なお、駅舎内のトイレは閉鎖されており、現在は使用できなくなっている。
駅から徒歩で30分ほど山道を登った所に
1997年6月20日放送の朝日放送(ABCテレビ)製作の『探偵!ナイトスクープ』では、番組に寄せられた「この駅の乗降客数を調べてほしい」という依頼で、調査が行われた[20]。その際の乗降客数は24時間で、一組の夫婦が駅から出かけ、駅へ帰ってきた「のべ4人」だった。鉄道ルポ漫画『鉄子の旅』の作者達が2003年9月にこの駅を訪れた際には、「30分くらい歩いたところに」住んでいる77歳の老人と遭遇したことが描かれている(単行本第2集収録・第16旅)。
1998年4月22日に放送されたテレビアニメ『センチメンタルジャーニー』の第3話「七瀬優 -星降る夜の天使-」にてストーリーの冒頭で当駅が登場したことがあり、熱心な同作品のファンの訪問(聖地巡礼)により利用客が微増していた時期があった。
2010年6月2日に放送されたテレビ朝日系列のバラエティ番組『ナニコレ珍百景』で、「利用者が1人しか居ない駅」として紹介された。その1人とは『探偵!ナイトスクープ』で紹介された夫婦の夫の方である。その後2014年6月4日に放送された同番組で、その男性は体調を崩し入院中のため利用していないが、駅を見にくる他の利用者がいると紹介された[21]。
2016年9月14日に放送されたフジテレビ系列のバラエティ番組『世界の何だコレ!?ミステリー 日本の謎を大調査SP/消えた秘宝が徳島に眠る?』において、当駅開業当初は1日平均20名の利用者がおり、現在はある意味面白い駅として、全国から利用者がいることが証言されている[22]。
鮎苦谷川沿いの谷に駅が位置するため、車では近づくことができず、到達手段は徒歩のみである[4]。

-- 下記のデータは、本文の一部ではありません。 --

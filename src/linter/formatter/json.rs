//! JSON output formatter.

use serde_json::json;

use crate::linter::formatter::FileReport;
use crate::linter::types::Severity;

/// Format reports as JSON. Ranges stay 0-based, as published to the editor.
pub fn format(reports: &[FileReport]) -> String {
    let output: Vec<serde_json::Value> = reports
        .iter()
        .map(|report| {
            json!({
                "filePath": report.file_path,
                "uri": report.uri,
                "skipped": report.skipped,
                "diagnostics": report.diagnostics,
                "errorCount": report.count(Severity::Error),
                "warningCount": report.count(Severity::Warning),
                "infoCount": report.count(Severity::Information),
            })
        })
        .collect();

    serde_json::to_string_pretty(&output).unwrap_or_else(|_| "[]".to_string())
}
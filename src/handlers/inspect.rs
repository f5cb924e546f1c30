use std::fs;
use std::path::Path;

use crate::common::command_utils::{command_version, is_command_available};
use crate::config::Settings;
use crate::document::TextDocument;
use crate::linter::command::split_linter_path;
use crate::linter::detect::{compile_patterns, is_standard_template, match_custom_template};
use crate::linter::runner::Invocation;

/// Explain whether `file` would be linted.
pub fn handle_detect(file: &Path, settings: &Settings) -> crate::Result<(String, bool)> {
    let text = fs::read_to_string(file)?;

    if is_standard_template(&text) {
        return Ok((
            format!(
                "{}: template (contains AWSTemplateFormatVersion and Resources)",
                file.display()
            ),
            true,
        ));
    }

    let patterns = settings.detect_patterns();
    let compiled = compile_patterns(patterns)?;
    if let Some(idx) = match_custom_template(&text, &compiled) {
        return Ok((
            format!(
                "{}: template (matched cfnlint.detectCfnRegExps /{}/)",
                file.display(),
                patterns[idx]
            ),
            true,
        ));
    }

    Ok((format!("{}: not a template", file.display()), false))
}

/// The command line `lint` would run for `file`.
///
/// The path is made absolute the way `lint` resolves it, since cfn-lint runs
/// from the project root rather than the current directory.
pub fn handle_args(file: &Path, settings: &Settings, project_root: &Path) -> crate::Result<String> {
    let path = TextDocument::from_path(file, String::new()).fs_path();
    let invocation = Invocation::new(settings, &path, project_root)?;
    Ok(invocation.display())
}

/// Check that the configured linter starts, and report its version.
pub fn handle_doctor(settings: &Settings) -> (String, bool) {
    let linter_path = settings.linter_path();
    let Some((program, prefix)) = split_linter_path(linter_path) else {
        return ("cfn-lint path is empty".to_string(), false);
    };
    let prefix: Vec<&str> = prefix.iter().map(String::as_str).collect();

    if !is_command_available(&program, &prefix) {
        return (
            format!(
                "✗ unable to start '{}'. Is cfn-lint installed correctly? (pip install cfn-lint)",
                linter_path
            ),
            false,
        );
    }

    match command_version(&program, &prefix) {
        Some(version) => (format!("✓ {} ({})", version, linter_path), true),
        None => (
            format!("✗ '{} --version' did not exit successfully", linter_path),
            false,
        ),
    }
}

#[cfg(test)]
mod tests {
    use super::*;
    use tempfile::tempdir;

    #[test]
    fn test_detect_messages() {
        let dir = tempdir().unwrap();
        let std_tpl = dir.path().join("std.yaml");
        fs::write(&std_tpl, "AWSTemplateFormatVersion: x\nResources:\n").unwrap();
        let sam = dir.path().join("sam.yaml");
        fs::write(&sam, "Transform: AWS::Serverless-2016-10-31\n").unwrap();

        let (msg, is_tpl) = handle_detect(&std_tpl, &Settings::new()).unwrap();
        assert!(is_tpl);
        assert!(msg.contains("AWSTemplateFormatVersion"));

        let (_, is_tpl) = handle_detect(&sam, &Settings::new()).unwrap();
        assert!(!is_tpl);

        let settings = Settings::new().with("detectCfnRegExps", vec!["aws::serverless"]);
        let (msg, is_tpl) = handle_detect(&sam, &settings).unwrap();
        assert!(is_tpl);
        assert!(msg.contains("/aws::serverless/"));
    }

    #[test]
    fn test_args() {
        let settings = Settings::new().with("ignoreBadTemplate", true);
        let dir = tempdir().unwrap();
        let file = dir.path().join("t.yaml");
        let line = handle_args(&file, &settings, Path::new("/elsewhere")).unwrap();
        assert_eq!(
            line,
            format!("cfn-lint --format json --ignore-bad-template -- {}", file.display())
        );
    }

    #[test]
    fn test_args_relative_file_is_absolute() {
        let line = handle_args(Path::new("t.yaml"), &Settings::new(), Path::new("/elsewhere")).unwrap();
        let expected = std::env::current_dir().unwrap().join("t.yaml");
        assert!(expected.is_absolute());
        assert!(line.ends_with(&format!("-- {}", expected.display())));
    }

    #[test]
    fn test_doctor_missing_linter() {
        let settings = Settings::new().with("path", "/nonexistent/cfn-lint-for-tests");
        let (msg, ok) = handle_doctor(&settings);
        assert!(!ok);
        assert!(msg.contains("unable to start"));
    }
}
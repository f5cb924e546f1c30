pub mod types;

pub use types::{Config, SETTINGS_SECTION, SettingValue, Settings};

use crate::error::{ConfigError, Result};
use log::debug;
use std::fs;
use std::path::{Path, PathBuf};

const CONFIG_FILE_NAME: &str = ".cfn-lint-bridge.toml";

/// Get the global config file path (~/.cfn-lint-bridge.toml)
pub fn global_config_path() -> Option<PathBuf> {
    dirs::home_dir().map(|h| h.join(CONFIG_FILE_NAME))
}

/// Get the local config file path (project/.cfn-lint-bridge.toml)
pub fn local_config_path(project_path: &Path) -> PathBuf {
    project_path.join(CONFIG_FILE_NAME)
}

/// Load a configuration file, failing if it is missing or malformed.
pub fn load_config_file(path: &Path) -> Result<Config> {
    if !path.exists() {
        return Err(ConfigError::NotFound(path.display().to_string()).into());
    }
    let content = fs::read_to_string(path)?;
    let config = toml::from_str(&content)
        .map_err(|e| ConfigError::ParsingFailed(format!("{}: {}", path.display(), e)))?;
    debug!("Loaded configuration from {}", path.display());
    Ok(config)
}

/// Load configuration from file or use defaults
/// Checks local config first, then global config
pub fn load_config(project_path: Option<&Path>) -> Result<Config> {
    if let Some(path) = project_path {
        let local = local_config_path(path);
        if local.exists() {
            return load_config_file(&local);
        }
    }

    if let Some(global) = global_config_path()
        && global.exists()
    {
        return load_config_file(&global);
    }

    debug!("No configuration file found; using defaults");
    Ok(Config::default())
}

/// Resolve settings from an explicit file when given, otherwise by discovery.
pub fn resolve_settings(explicit: Option<&Path>, project_path: &Path) -> Result<Settings> {
    let config = match explicit {
        Some(path) => load_config_file(path)?,
        None => load_config(Some(project_path))?,
    };
    Ok(config.cfnlint)
}
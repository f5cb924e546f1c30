//! cfn-lint command line construction.
//!
//! Settings are translated through a fixed table of
//! {setting key, expected shape, cfn-lint flag}. The argument list always
//! requests JSON output and ends with `-- <path>`.

use std::path::Path;

use crate::config::{SettingValue, Settings};
use crate::error::{ConfigError, Result};

/// Value shape a setting must have to be turned into a flag.
#[derive(Debug, Clone, Copy, PartialEq, Eq)]
pub enum ValueShape {
    /// `flag item...`, skipped when empty or when any item is empty.
    StringList,
    /// `flag`, only when true.
    Boolean,
    /// `flag value`, skipped when empty.
    String,
}

impl ValueShape {
    pub fn as_str(&self) -> &'static str {
        match self {
            Self::StringList => "string[]",
            Self::Boolean => "boolean",
            Self::String => "string",
        }
    }
}

/// One row of the settings-to-flags table.
#[derive(Debug, Clone, Copy)]
pub struct FlagMapping {
    pub key: &'static str,
    pub shape: ValueShape,
    pub flag: &'static str,
}

/// Settings forwarded to cfn-lint, in emission order.
pub const FLAG_TABLE: &[FlagMapping] = &[
    FlagMapping {
        key: "regions",
        shape: ValueShape::StringList,
        flag: "--regions",
    },
    FlagMapping {
        key: "ignoreBadTemplate",
        shape: ValueShape::Boolean,
        flag: "--ignore-bad-template",
    },
    FlagMapping {
        key: "includeRules",
        shape: ValueShape::StringList,
        flag: "--include-checks",
    },
    FlagMapping {
        key: "ignoreRules",
        shape: ValueShape::StringList,
        flag: "--ignore-checks",
    },
    FlagMapping {
        key: "customRules",
        shape: ValueShape::StringList,
        flag: "--append-rules",
    },
    FlagMapping {
        key: "includeExperimentalRules",
        shape: ValueShape::Boolean,
        flag: "--include-experimental",
    },
    FlagMapping {
        key: "ruleConfigurations",
        shape: ValueShape::StringList,
        flag: "--configure-rule",
    },
    FlagMapping {
        key: "overrideSpecPath",
        shape: ValueShape::String,
        flag: "--override-spec",
    },
];

/// Build the cfn-lint arguments for linting `path`.
pub fn build_args(settings: &Settings, path: &Path) -> Result<Vec<String>> {
    let mut args = vec!["--format".to_string(), "json".to_string()];

    for mapping in FLAG_TABLE {
        let Some(value) = settings.get(mapping.key) else {
            continue;
        };
        match (mapping.shape, value) {
            (ValueShape::StringList, SettingValue::List(items)) => {
                if !items.is_empty() && !items.iter().any(String::is_empty) {
                    args.push(mapping.flag.to_string());
                    args.extend(items.iter().cloned());
                }
            }
            (ValueShape::Boolean, SettingValue::Bool(enabled)) => {
                if *enabled {
                    args.push(mapping.flag.to_string());
                }
            }
            (ValueShape::String, SettingValue::Str(s)) => {
                if !s.is_empty() {
                    args.push(mapping.flag.to_string());
                    args.push(s.clone());
                }
            }
            (shape, other) => {
                return Err(ConfigError::UnsupportedShape {
                    key: mapping.key.to_string(),
                    expected: shape.as_str(),
                    found: other.shape(),
                }
                .into());
            }
        }
    }

    args.push("--".to_string());
    args.push(path.to_string_lossy().into_owned());
    Ok(args)
}

/// Split the `path` setting into the program and any leading arguments.
///
/// Returns `None` when the setting is blank.
pub fn split_linter_path(linter_path: &str) -> Option<(String, Vec<String>)> {
    let mut words = linter_path.split_whitespace().map(String::from);
    let program = words.next()?;
    Some((program, words.collect()))
}

/// Render a command line for logs and dry runs.
pub fn display_command(program: &str, args: &[String]) -> String {
    let mut parts = Vec::with_capacity(args.len() + 1);
    parts.push(program.to_string());
    parts.extend(args.iter().map(|a| {
        if a.is_empty() || a.contains(char::is_whitespace) {
            format!("\"{}\"", a)
        } else {
            a.clone()
        }
    }));
    parts.join(" ")
}
//! Core types for cfn-lint results and the diagnostics derived from them.
//!
//! - `LintResult` - one finding as emitted by `cfn-lint --format json`
//! - `Level` - cfn-lint's severity vocabulary
//! - `Severity` - editor severity
//! - `Diagnostic` - 0-based, editor-facing projection of a `LintResult`

use serde::{Deserialize, Serialize};
use std::fmt;

use crate::error::{CfnLintBridgeError, Result};

/// Source tag attached to every diagnostic.
pub const SOURCE: &str = "cfn-lint";

/// A 1-based line/column pair as reported by cfn-lint.
#[derive(Debug, Clone, Copy, PartialEq, Eq, Serialize, Deserialize)]
#[serde(rename_all = "PascalCase")]
pub struct LinePosition {
    pub line_number: u32,
    pub column_number: u32,
}

/// Location of a finding inside the template.
#[derive(Debug, Clone, PartialEq, Serialize, Deserialize)]
#[serde(rename_all = "PascalCase")]
pub struct Location {
    pub start: LinePosition,
    pub end: LinePosition,
    /// Path through the template to the offending node. Entries are keys or
    /// list indices.
    #[serde(default)]
    pub path: Vec<serde_json::Value>,
}

/// Rule metadata attached to a finding.
#[derive(Debug, Clone, PartialEq, Eq, Serialize, Deserialize)]
#[serde(rename_all = "PascalCase")]
pub struct Rule {
    /// Rule identifier, e.g. "E3012".
    pub id: String,
    #[serde(default)]
    pub description: String,
    #[serde(default)]
    pub short_description: String,
    #[serde(default)]
    pub source: String,
}

/// One finding reported by cfn-lint.
#[derive(Debug, Clone, PartialEq, Serialize, Deserialize)]
#[serde(rename_all = "PascalCase")]
pub struct LintResult {
    #[serde(default)]
    pub filename: String,
    /// Raw severity string; see [`Level`].
    pub level: String,
    pub location: Location,
    pub message: String,
    pub rule: Rule,
}

impl LintResult {
    /// Parse the level string into a known [`Level`].
    pub fn level(&self) -> Result<Level> {
        Level::parse(&self.level)
    }

    /// Project this finding into a 0-based editor diagnostic.
    pub fn to_diagnostic(&self) -> Result<Diagnostic> {
        let severity = self.level()?.severity();
        let start = &self.location.start;
        let end = &self.location.end;
        Ok(Diagnostic {
            range: Range::new(
                Position::from_one_based(start.line_number, start.column_number),
                Position::from_one_based(end.line_number, end.column_number),
            ),
            severity,
            message: format!("[{}] {}: {}", SOURCE, self.rule.id, self.message),
            source: SOURCE.to_string(),
        })
    }
}

/// Severity vocabulary used by cfn-lint.
#[derive(Debug, Clone, Copy, PartialEq, Eq, Hash)]
pub enum Level {
    Error,
    Warning,
    Informational,
}

impl Level {
    /// Parse an exact cfn-lint level string.
    pub fn parse(s: &str) -> Result<Self> {
        match s {
            "Error" => Ok(Self::Error),
            "Warning" => Ok(Self::Warning),
            "Informational" => Ok(Self::Informational),
            other => Err(CfnLintBridgeError::UnsupportedSeverity(other.to_string())),
        }
    }

    pub fn as_str(&self) -> &'static str {
        match self {
            Self::Error => "Error",
            Self::Warning => "Warning",
            Self::Informational => "Informational",
        }
    }

    /// Editor severity for this level.
    pub fn severity(&self) -> Severity {
        match self {
            Self::Error => Severity::Error,
            Self::Warning => Severity::Warning,
            Self::Informational => Severity::Information,
        }
    }
}

impl fmt::Display for Level {
    fn fmt(&self, f: &mut fmt::Formatter<'_>) -> fmt::Result {
        write!(f, "{}", self.as_str())
    }
}

/// Diagnostic severity levels (matches the LSP numbering).
#[derive(Debug, Clone, Copy, PartialEq, Eq, Hash, PartialOrd, Ord, Serialize, Deserialize)]
#[serde(rename_all = "lowercase")]
pub enum Severity {
    Error = 1,
    Warning = 2,
    Information = 3,
}

impl Severity {
    pub fn as_str(&self) -> &'static str {
        match self {
            Self::Error => "error",
            Self::Warning => "warning",
            Self::Information => "info",
        }
    }
}

impl fmt::Display for Severity {
    fn fmt(&self, f: &mut fmt::Formatter<'_>) -> fmt::Result {
        write!(f, "{}", self.as_str())
    }
}

/// A 0-based position in a document.
#[derive(Debug, Clone, Copy, PartialEq, Eq, PartialOrd, Ord, Hash, Serialize, Deserialize)]
pub struct Position {
    pub line: u32,
    pub character: u32,
}

impl Position {
    pub fn new(line: u32, character: u32) -> Self {
        Self { line, character }
    }

    /// Convert a 1-based line/column pair. Zero inputs clamp to zero.
    pub fn from_one_based(line: u32, column: u32) -> Self {
        Self::new(line.saturating_sub(1), column.saturating_sub(1))
    }
}

/// A 0-based, end-exclusive range in a document.
#[derive(Debug, Clone, Copy, PartialEq, Eq, Hash, Serialize, Deserialize)]
pub struct Range {
    pub start: Position,
    pub end: Position,
}

impl Range {
    pub fn new(start: Position, end: Position) -> Self {
        Self { start, end }
    }

    /// The whole first line, used for diagnostics that are not tied to a
    /// location in the template.
    pub fn first_line() -> Self {
        Self::new(Position::new(0, 0), Position::new(0, u32::MAX))
    }
}

/// An editor diagnostic for the current revision of one document.
#[derive(Debug, Clone, PartialEq, Eq, Hash, Serialize, Deserialize)]
pub struct Diagnostic {
    pub range: Range,
    pub severity: Severity,
    pub message: String,
    pub source: String,
}

impl Diagnostic {
    /// A first-line error diagnostic reporting a problem with the linter
    /// itself rather than the template.
    pub fn synthetic(message: impl AsRef<str>) -> Self {
        Self {
            range: Range::first_line(),
            severity: Severity::Error,
            message: format!("[{}] {}", SOURCE, message.as_ref()),
            source: SOURCE.to_string(),
        }
    }
}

駅舎を出ると、東側・西側にそれぞれ山道が1本ずつあり、駅舎の南側にある踏切[23] を東側へ渡って10 - 20分程度歩くと徳島県道5号観音寺池田線(旧国道32号。2021年4月に国道指定取り消し)に、西側へ行くと市道に出る。ただし、山道にはゴミが散乱していたり倒木があったりする場合があるほか、降雨時や雨上がりは地面がぬかるんでおり、ごく一部を除いて柵がないため崖下に落ちる危険性もあるため注意が必要。また、季節によってはマムシやハチが出ることもある。
踏切を渡った先にはかつて雑貨店があったが、現在は廃屋となって放置されている(連続強盗殺人の犯人が押し入った店跡である。「四国連続強盗殺人事件」参照)。
当駅は近隣住民の請願によって駅に昇格したこともあり、旧国道32号より駅までの600メートルの山道は、近隣住民による手作りであることが『世界の何だコレ!?ミステリー』で証言されている。
なお、駅が立地しているのは、元は鮎苦谷川(州津川)の川底だった場所である。建設に際して、敷地を確保するため水を流すトンネルを掘削して川の流路を変えた上で川底を埋め立て、駅(当時は信号場)が設置された[24]。線路を通すためにトンネルで川を迂回させた場所は当駅の前後にも1カ所ずつあり、そのうちの1つは坪尻駅より多度津側のトンネルを出た車窓の西側に見える。
駅から直線距離で500メートルほど南東に離れた県道近くの場所[25] に坪尻駅展望台(落展望台)が設けられており[4]、遠目になるがここから駅を眺めることができる。
香川・徳島県道5号線沿いに四国交通の「坪尻」停留所があり、野呂内線のバスが経由する。なお、1月1日は全便運休となる[26]。